### [Your task]
Quote all of the entries word for word.
· · · · ·
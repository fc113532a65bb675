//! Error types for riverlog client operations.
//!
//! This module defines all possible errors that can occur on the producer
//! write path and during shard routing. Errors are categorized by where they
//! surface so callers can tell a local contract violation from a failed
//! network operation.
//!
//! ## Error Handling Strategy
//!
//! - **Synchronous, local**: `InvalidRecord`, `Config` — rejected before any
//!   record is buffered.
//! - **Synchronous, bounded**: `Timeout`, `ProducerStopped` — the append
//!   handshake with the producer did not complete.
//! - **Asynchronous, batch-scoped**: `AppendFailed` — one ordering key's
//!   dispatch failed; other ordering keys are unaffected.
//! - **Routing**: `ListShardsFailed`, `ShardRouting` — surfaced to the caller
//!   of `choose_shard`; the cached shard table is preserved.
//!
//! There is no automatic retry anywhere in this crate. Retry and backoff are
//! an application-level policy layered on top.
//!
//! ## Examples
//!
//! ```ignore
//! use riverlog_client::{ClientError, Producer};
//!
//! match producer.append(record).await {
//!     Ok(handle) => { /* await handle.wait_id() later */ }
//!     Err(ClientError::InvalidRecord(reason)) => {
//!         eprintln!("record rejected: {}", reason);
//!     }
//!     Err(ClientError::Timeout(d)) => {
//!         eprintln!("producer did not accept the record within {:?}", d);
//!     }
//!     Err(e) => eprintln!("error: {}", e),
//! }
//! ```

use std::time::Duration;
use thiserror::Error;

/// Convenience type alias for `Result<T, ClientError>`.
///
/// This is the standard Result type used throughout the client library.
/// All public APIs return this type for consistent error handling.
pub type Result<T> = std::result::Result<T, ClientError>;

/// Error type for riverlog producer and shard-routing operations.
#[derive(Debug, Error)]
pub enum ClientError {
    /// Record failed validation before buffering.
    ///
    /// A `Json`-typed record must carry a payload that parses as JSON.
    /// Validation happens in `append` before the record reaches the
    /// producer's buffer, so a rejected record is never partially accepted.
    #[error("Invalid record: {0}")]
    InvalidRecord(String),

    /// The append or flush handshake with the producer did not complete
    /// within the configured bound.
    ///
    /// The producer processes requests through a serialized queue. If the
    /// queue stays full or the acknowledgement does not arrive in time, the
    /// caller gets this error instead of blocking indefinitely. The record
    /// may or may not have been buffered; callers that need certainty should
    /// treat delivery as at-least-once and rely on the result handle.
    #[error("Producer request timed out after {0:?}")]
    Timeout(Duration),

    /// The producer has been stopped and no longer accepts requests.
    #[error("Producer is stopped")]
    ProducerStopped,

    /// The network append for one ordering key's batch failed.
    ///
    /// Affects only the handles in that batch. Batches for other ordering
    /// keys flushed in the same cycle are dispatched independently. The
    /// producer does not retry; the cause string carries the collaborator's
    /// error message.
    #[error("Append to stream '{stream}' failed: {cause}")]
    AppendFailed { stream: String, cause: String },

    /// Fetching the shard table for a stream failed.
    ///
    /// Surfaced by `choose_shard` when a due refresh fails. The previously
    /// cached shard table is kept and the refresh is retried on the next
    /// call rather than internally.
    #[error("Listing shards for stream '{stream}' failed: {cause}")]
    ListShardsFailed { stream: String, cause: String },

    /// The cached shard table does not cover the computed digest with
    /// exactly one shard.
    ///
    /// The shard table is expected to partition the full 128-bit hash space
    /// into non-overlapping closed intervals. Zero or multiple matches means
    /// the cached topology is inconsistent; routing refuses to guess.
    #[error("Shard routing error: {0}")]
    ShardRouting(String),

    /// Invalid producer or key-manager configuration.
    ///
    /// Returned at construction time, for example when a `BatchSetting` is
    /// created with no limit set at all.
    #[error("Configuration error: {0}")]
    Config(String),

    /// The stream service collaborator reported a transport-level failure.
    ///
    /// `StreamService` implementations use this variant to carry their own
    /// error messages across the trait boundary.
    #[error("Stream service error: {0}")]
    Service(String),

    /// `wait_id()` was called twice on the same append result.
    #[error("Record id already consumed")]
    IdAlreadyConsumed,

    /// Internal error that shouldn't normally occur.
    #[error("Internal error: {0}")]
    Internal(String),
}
· · · · ·
### [Worked solution]
repository fc113532a65bb675
//! Error types for riverlog client operations.
//!
//! This module defines all possible errors that can occur on the producer
//! write path and during shard routing. Errors are categorized by where they
//! surface so callers can tell a local contract violation from a failed
//! network operation.
//!
//! ## Error Handling Strategy
//!
//! - **Synchronous, local**: `InvalidRecord`, `Config` — rejected before any
//!   record is buffered.
//! - **Synchronous, bounded**: `Timeout`, `ProducerStopped` — the append
//!   handshake with the producer did not complete.
//! - **Asynchronous, batch-scoped**: `AppendFailed` — one ordering key's
//!   dispatch failed; other ordering keys are unaffected.
//! - **Routing**: `ListShardsFailed`, `ShardRouting` — surfaced to the caller
//!   of `choose_shard`; the cached shard table is preserved.
//!
//! There is no automatic retry anywhere in this crate. Retry and backoff are
//! an application-level policy layered on top.
//!
//! ## Examples
//!
//! ```ignore
//! use riverlog_client::{ClientError, Producer};
//!
//! match producer.append(record).await {
//!     Ok(handle) => { /* await handle.wait_id() later */ }
//!     Err(ClientError::InvalidRecord(reason)) => {
//!         eprintln!("record rejected: {}", reason);
//!     }
//!     Err(ClientError::Timeout(d)) => {
//!         eprintln!("producer did not accept the record within {:?}", d);
//!     }
//!     Err(e) => eprintln!("error: {}", e),
//! }
//! ```

use std::time::Duration;
use thiserror::Error;

/// Convenience type alias for `Result<T, ClientError>`.
///
/// This is the standard Result type used throughout the client library.
/// All public APIs return this type for consistent error handling.
pub type Result<T> = std::result::Result<T, ClientError>;

/// Error type for riverlog producer and shard-routing operations.
#[derive(Debug, Error)]
pub enum ClientError {
    /// Record failed validation before buffering.
    ///
    /// A `Json`-typed record must carry a payload that parses as JSON.
    /// Validation happens in `append` before the record reaches the
    /// producer's buffer, so a rejected record is never partially accepted.
    #[error("Invalid record: {0}")]
    InvalidRecord(String),

    /// The append or flush handshake with the producer did not complete
    /// within the configured bound.
    ///
    /// The producer processes requests through a serialized queue. If the
    /// queue stays full or the acknowledgement does not arrive in time, the
    /// caller gets this error instead of blocking indefinitely. The record
    /// may or may not have been buffered; callers that need certainty should
    /// treat delivery as at-least-once and rely on the result handle.
    #[error("Producer request timed out after {0:?}")]
    Timeout(Duration),

    /// The producer has been stopped and no longer accepts requests.
    #[error("Producer is stopped")]
    ProducerStopped,

    /// The network append for one ordering key's batch failed.
    ///
    /// Affects only the handles in that batch. Batches for other ordering
    /// keys flushed in the same cycle are dispatched independently. The
    /// producer does not retry; the cause string carries the collaborator's
    /// error message.
    #[error("Append to stream '{stream}' failed: {cause}")]
    AppendFailed { stream: String, cause: String },

    /// Fetching the shard table for a stream failed.
    ///
    /// Surfaced by `choose_shard` when a due refresh fails. The previously
    /// cached shard table is kept and the refresh is retried on the next
    /// call rather than internally.
    #[error("Listing shards for stream '{stream}' failed: {cause}")]
    ListShardsFailed { stream: String, cause: String },

    /// The cached shard table does not cover the computed digest with
    /// exactly one shard.
    ///
    /// The shard table is expected to partition the full 128-bit hash space
    /// into non-overlapping closed intervals. Zero or multiple matches means
    /// the cached topology is inconsistent; routing refuses to guess.
    #[error("Shard routing error: {0}")]
    ShardRouting(String),

    /// Invalid producer or key-manager configuration.
    ///
    /// Returned at construction time, for example when a `BatchSetting` is
    /// created with no limit set at all.
    #[error("Configuration error: {0}")]
    Config(String),

    /// The stream service collaborator reported a transport-level failure.
    ///
    /// `StreamService` implementations use this variant to carry their own
    /// error messages across the trait boundary.
    #[error("Stream service error: {0}")]
    Service(String),

    /// `wait_id()` was called twice on the same append result.
    #[error("Record id already consumed")]
    IdAlreadyConsumed,

    /// Internal error that shouldn't normally occur.
    #[error("Internal error: {0}")]
    Internal(String),
}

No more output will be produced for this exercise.